» **ACTIVITY**
Below are the records; give again exactly the line with "pub enum ResourceKind", the line with "Source reading a", and each line that lies between them, and nothing besides.

[Collected data entries]
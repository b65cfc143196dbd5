//! Raw byte access to archives, configs and indices
//!
//! A [`DataSource`] hides where bytes come from. In [`Mode::Local`] everything
//! is read from the installation's `Data` directory. In [`Mode::Online`]
//! requests go to the disk cache first and then to the CDN, and downloads are
//! cached. [`Mode::Offline`] serves the cache only.

use cascade_crypto::EncodingKey;
use std::fmt;
use std::fs::File;
use std::io::{ErrorKind, Read, Seek, SeekFrom};
use std::path::{Path, PathBuf};
use tracing::{debug, warn};

use crate::cache::{CacheLookup, DiskCache};
use crate::cdn::{CdnClient, CdnKind};
use crate::config::Mode;
use crate::error::{Result, StorageError};

/// Size of the per-entry header preceding each BLTE payload in `data.NNN`
pub const LOCAL_ENTRY_HEADER_SIZE: u32 = 30;

/// Archive an index entry points into
#[derive(Debug, Clone, Copy, PartialEq, Eq)]
pub enum ArchiveRef<'a> {
    /// Local `data.NNN`
    Local(u32),
    /// CDN archive by name
    Cdn(&'a str),
}

impl fmt::Display for ArchiveRef<'_> {
    fn fmt(&self, f: &mut fmt::Formatter<'_>) -> fmt::Result {
        match self {
            Self::Local(index) => write!(f, "data.{index:03}"),
            Self::Cdn(name) => write!(f, "archive {name}"),
        }
    }
}

/// Kind of small keyed resource
#[derive(Debug, Clone, Copy, PartialEq, Eq)]
pub enum ResourceKind {
    /// Build or CDN config, stored under `config/ab/cd/<key>`
    Config,
    /// CDN archive index, stored as `<key>.index`
    Index,
}

/// Byte source for a storage handler
#[derive(Debug)]
pub struct DataSource {
    mode: Mode,
    data_root: PathBuf,
    cache: Option<DiskCache>,
    cdn: Option<CdnClient>,
}

impl DataSource {
    /// Source reading a local installation at `base_path`
    pub fn local(base_path: impl AsRef<Path>) -> Self {
        Self {
            mode: Mode::Local,
            data_root: base_path.as_ref().join("Data"),
            cache: None,
            cdn: None,
        }
    }

    /// Source backed by the CDN and a disk cache
    ///
    /// `cdn` is ignored in offline mode.
    pub fn remote(
        mode: Mode,
        base_path: impl AsRef<Path>,
        cache: DiskCache,
        cdn: Option<CdnClient>,
    ) -> Self {
        Self {
            mode,
            data_root: base_path.as_ref().join("Data"),
            cache: Some(cache),
            cdn: cdn.filter(|_| mode.allows_network()),
        }
    }

    /// Data source mode
    pub fn mode(&self) -> Mode {
        self.mode
    }

    /// Whether requests may reach the network
    pub fn is_online(&self) -> bool {
        self.cdn.is_some()
    }

    /// Local `data.NNN` path
    pub fn archive_path(&self, archive_index: u32) -> PathBuf {
        self.data_root
            .join("data")
            .join(format!("data.{archive_index:03}"))
    }

    /// Local config path, `Data/config/ab/cd/<key>`
    pub fn config_path(&self, key: &str) -> Option<PathBuf> {
        let (ab, cd) = (key.get(0..2)?, key.get(2..4)?);
        Some(self.data_root.join("config").join(ab).join(cd).join(key))
    }

    /// Local CDN index path, `Data/indices/<key>.index`
    pub fn index_path(&self, key: &str) -> PathBuf {
        self.data_root.join("indices").join(format!("{key}.index"))
    }

    /// Directory holding the local `.idx` files
    pub fn local_index_dir(&self) -> PathBuf {
        self.data_root.join("data")
    }

    /// Read the BLTE payload of an index entry
    ///
    /// Local entries skip the 30-byte entry header, so the payload is bytes
    /// `[offset + 30, offset + size)` of the archive. CDN entries are fetched
    /// as a range request of `size` bytes at `offset`.
    pub fn open_data_range(&self, archive: ArchiveRef<'_>, offset: u32, size: u32) -> Result<Vec<u8>> {
        match archive {
            ArchiveRef::Local(index) => self.read_local_range(index, offset, size),
            ArchiveRef::Cdn(name) if self.mode == Mode::Local => {
                Err(StorageError::Offline(format!("CDN archive {name}")))
            }
            ArchiveRef::Cdn(name) => {
                let cache_name = format!("{name}.{offset:x}-{size:x}");
                self.cached(&cache_name, None, |cdn| {
                    cdn.fetch_range(CdnKind::Data, name, u64::from(offset), u64::from(size))
                })
            }
        }
    }

    /// Read a config file or CDN archive index by key
    ///
    /// Configs fetched from the network are checked against their key, since
    /// config keys are the MD5 of the file.
    pub fn open_config_or_index(&self, kind: ResourceKind, key: &str) -> Result<Vec<u8>> {
        if self.mode == Mode::Local {
            let path = match kind {
                ResourceKind::Config => self.config_path(key).ok_or_else(|| {
                    StorageError::InvalidConfig(format!("invalid config key '{key}'"))
                })?,
                ResourceKind::Index => self.index_path(key),
            };
            debug!("reading {}", path.display());
            return Ok(std::fs::read(path)?);
        }

        match kind {
            ResourceKind::Config => {
                self.cached(key, Some(key), |cdn| cdn.fetch(CdnKind::Config, key))
            }
            ResourceKind::Index => {
                let name = format!("{key}.index");
                self.cached(&name, None, |cdn| cdn.fetch(CdnKind::Data, &name))
            }
        }
    }

    /// Fetch a loose CDN file stored under its encoding key
    pub fn open_loose(&self, ekey: &EncodingKey) -> Result<Vec<u8>> {
        let name = ekey.to_hex();
        if self.mode == Mode::Local {
            return Err(StorageError::NotFound(format!("encoding key {name}")));
        }
        self.cached(&name, None, |cdn| cdn.fetch(CdnKind::Data, &name))
    }

    fn read_local_range(&self, archive_index: u32, offset: u32, size: u32) -> Result<Vec<u8>> {
        let invalid = |reason: String| StorageError::InvalidEntry {
            archive: format!("data.{archive_index:03}"),
            reason,
        };
        if size < LOCAL_ENTRY_HEADER_SIZE {
            return Err(invalid(format!(
                "size {size} is smaller than the entry header"
            )));
        }

        let mut file = match File::open(self.archive_path(archive_index)) {
            Ok(file) => file,
            Err(e) if e.kind() == ErrorKind::NotFound => {
                return Err(invalid("archive file is missing".to_string()));
            }
            Err(e) => return Err(e.into()),
        };
        file.seek(SeekFrom::Start(
            u64::from(offset) + u64::from(LOCAL_ENTRY_HEADER_SIZE),
        ))?;

        let mut payload = vec![0u8; (size - LOCAL_ENTRY_HEADER_SIZE) as usize];
        match file.read_exact(&mut payload) {
            Ok(()) => Ok(payload),
            Err(e) if e.kind() == ErrorKind::UnexpectedEof => Err(invalid(format!(
                "entry at {offset:#x} with size {size} extends past the end of the archive"
            ))),
            Err(e) => Err(e.into()),
        }
    }

    /// Cache lookup, then CDN fetch with one re-fetch on validation failure
    fn cached<F>(&self, name: &str, expected_md5: Option<&str>, fetch: F) -> Result<Vec<u8>>
    where
        F: Fn(&CdnClient) -> Result<Vec<u8>>,
    {
        let cache = self
            .cache
            .as_ref()
            .ok_or_else(|| StorageError::InvalidConfig("no cache configured".to_string()))?;

        match cache.get(name)? {
            CacheLookup::Hit(data) => return Ok(data),
            CacheLookup::Miss => {}
            CacheLookup::Purged => debug!("re-fetching purged cache entry {}", name),
        }

        let Some(cdn) = &self.cdn else {
            return Err(StorageError::Offline(name.to_string()));
        };

        let mut attempts_left = 2;
        loop {
            attempts_left -= 1;
            let data = fetch(cdn)?;

            if let Some(expected) = expected_md5 {
                let actual = hex::encode(md5::compute(&data).0);
                if !actual.eq_ignore_ascii_case(expected) {
                    if attempts_left > 0 {
                        warn!("{} failed checksum validation, re-fetching", name);
                        continue;
                    }
                    return Err(StorageError::ChecksumMismatch {
                        name: name.to_string(),
                        expected: expected.to_string(),
                        actual,
                    });
                }
            }

            if let Err(e) = cache.insert(name, &data) {
                warn!("failed to cache {}: {}", name, e);
            }
            return Ok(data);
        }
    }
}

» **EXERCISE OUTPUT**
pub enum ResourceKind {
    /// Build or CDN config, stored under `config/ab/cd/<key>`
    Config,
    /// CDN archive index, stored as `<key>.index`
    Index,
}

/// Byte source for a storage handler
#[derive(Debug)]
pub struct DataSource {
    mode: Mode,
    data_root: PathBuf,
    cache: Option<DiskCache>,
    cdn: Option<CdnClient>,
}

impl DataSource {
    /// Source reading a local installation at `base_path`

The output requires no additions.